(Beginning of Supplied records)
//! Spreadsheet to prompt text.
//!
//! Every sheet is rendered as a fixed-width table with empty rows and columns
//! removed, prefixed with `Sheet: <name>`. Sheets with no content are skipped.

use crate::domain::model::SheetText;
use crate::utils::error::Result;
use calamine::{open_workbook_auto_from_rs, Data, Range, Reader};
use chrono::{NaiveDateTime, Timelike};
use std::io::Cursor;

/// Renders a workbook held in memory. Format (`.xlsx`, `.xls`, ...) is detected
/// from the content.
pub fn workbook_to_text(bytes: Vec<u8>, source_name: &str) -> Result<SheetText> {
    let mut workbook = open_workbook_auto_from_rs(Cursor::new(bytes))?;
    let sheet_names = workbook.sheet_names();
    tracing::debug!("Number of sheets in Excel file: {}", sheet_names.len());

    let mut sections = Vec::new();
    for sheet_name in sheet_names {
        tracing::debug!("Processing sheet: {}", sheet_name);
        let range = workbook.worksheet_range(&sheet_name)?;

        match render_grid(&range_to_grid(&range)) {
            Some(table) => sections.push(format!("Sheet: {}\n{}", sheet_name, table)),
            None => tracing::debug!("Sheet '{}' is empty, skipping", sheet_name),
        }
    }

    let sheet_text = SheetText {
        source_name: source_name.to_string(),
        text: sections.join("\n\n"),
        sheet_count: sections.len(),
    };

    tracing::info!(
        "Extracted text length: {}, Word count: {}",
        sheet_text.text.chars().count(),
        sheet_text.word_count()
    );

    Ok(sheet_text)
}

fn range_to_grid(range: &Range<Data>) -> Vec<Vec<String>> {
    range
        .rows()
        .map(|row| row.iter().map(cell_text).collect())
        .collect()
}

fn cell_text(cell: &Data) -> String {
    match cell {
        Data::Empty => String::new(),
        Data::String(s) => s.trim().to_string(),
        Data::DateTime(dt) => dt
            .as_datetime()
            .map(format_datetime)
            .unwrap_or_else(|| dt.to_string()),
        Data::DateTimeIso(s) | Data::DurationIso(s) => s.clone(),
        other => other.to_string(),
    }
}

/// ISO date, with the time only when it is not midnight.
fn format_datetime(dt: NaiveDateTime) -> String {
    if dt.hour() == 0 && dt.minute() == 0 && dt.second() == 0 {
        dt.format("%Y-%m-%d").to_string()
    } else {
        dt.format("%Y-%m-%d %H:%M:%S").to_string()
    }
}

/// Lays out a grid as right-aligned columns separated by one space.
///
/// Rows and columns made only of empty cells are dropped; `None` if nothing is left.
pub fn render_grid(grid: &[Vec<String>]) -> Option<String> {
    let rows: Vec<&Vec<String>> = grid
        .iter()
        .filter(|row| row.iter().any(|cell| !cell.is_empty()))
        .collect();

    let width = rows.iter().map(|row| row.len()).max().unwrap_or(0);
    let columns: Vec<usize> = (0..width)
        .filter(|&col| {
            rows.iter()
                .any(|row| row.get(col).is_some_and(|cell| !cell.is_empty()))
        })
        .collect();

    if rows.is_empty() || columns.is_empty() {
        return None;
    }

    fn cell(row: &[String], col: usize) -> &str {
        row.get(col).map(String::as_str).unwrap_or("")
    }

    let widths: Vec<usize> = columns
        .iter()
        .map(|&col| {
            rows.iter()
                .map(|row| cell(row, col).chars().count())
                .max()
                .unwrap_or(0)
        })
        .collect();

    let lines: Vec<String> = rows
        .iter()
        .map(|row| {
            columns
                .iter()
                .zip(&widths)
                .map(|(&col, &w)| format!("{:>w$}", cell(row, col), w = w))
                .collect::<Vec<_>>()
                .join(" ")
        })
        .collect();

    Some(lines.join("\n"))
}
(End of Supplied records)
(Beginning of Supplied records)
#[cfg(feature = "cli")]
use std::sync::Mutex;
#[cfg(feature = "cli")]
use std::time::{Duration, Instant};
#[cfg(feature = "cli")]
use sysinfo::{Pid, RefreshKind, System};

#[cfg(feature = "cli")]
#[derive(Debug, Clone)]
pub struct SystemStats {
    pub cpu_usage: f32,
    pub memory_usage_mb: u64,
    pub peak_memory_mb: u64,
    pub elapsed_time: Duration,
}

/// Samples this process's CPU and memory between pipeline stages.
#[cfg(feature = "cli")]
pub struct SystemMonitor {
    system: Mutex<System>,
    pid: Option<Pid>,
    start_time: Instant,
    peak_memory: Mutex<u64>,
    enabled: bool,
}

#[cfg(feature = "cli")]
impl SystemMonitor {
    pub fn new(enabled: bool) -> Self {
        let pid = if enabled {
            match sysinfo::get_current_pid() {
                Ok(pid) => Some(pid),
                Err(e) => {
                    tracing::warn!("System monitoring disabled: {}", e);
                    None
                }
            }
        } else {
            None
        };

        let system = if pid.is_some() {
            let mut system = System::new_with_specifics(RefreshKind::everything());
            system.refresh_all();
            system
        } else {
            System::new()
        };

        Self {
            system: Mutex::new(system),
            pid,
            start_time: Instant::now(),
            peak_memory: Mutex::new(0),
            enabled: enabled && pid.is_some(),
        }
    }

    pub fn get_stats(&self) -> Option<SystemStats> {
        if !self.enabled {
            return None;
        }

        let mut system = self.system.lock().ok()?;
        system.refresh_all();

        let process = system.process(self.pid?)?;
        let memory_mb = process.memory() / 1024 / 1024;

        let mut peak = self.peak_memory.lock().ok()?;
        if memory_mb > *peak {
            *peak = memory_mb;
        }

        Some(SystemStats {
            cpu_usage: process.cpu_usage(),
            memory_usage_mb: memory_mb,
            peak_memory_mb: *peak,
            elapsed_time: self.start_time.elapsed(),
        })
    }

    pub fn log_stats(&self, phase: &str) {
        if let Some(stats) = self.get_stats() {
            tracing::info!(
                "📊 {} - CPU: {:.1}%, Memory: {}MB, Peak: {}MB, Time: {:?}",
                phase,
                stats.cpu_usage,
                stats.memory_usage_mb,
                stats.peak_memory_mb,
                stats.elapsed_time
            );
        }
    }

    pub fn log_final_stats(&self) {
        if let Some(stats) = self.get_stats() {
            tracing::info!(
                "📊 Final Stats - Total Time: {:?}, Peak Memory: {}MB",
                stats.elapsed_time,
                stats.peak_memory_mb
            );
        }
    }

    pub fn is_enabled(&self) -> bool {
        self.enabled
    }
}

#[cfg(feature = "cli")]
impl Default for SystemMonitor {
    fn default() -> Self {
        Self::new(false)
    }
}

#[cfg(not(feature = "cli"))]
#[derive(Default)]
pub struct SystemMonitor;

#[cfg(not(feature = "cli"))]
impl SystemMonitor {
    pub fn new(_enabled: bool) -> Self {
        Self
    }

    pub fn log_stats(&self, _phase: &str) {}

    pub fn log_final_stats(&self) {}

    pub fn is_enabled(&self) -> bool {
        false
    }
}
(End of Supplied records)
### Requirement
Using the records above, copy every line that has the word "Option" in it.

### Result below
pub fn render_grid(grid: &[Vec<String>]) -> Option<String> {
    pid: Option<Pid>,
    pub fn get_stats(&self) -> Option<SystemStats> {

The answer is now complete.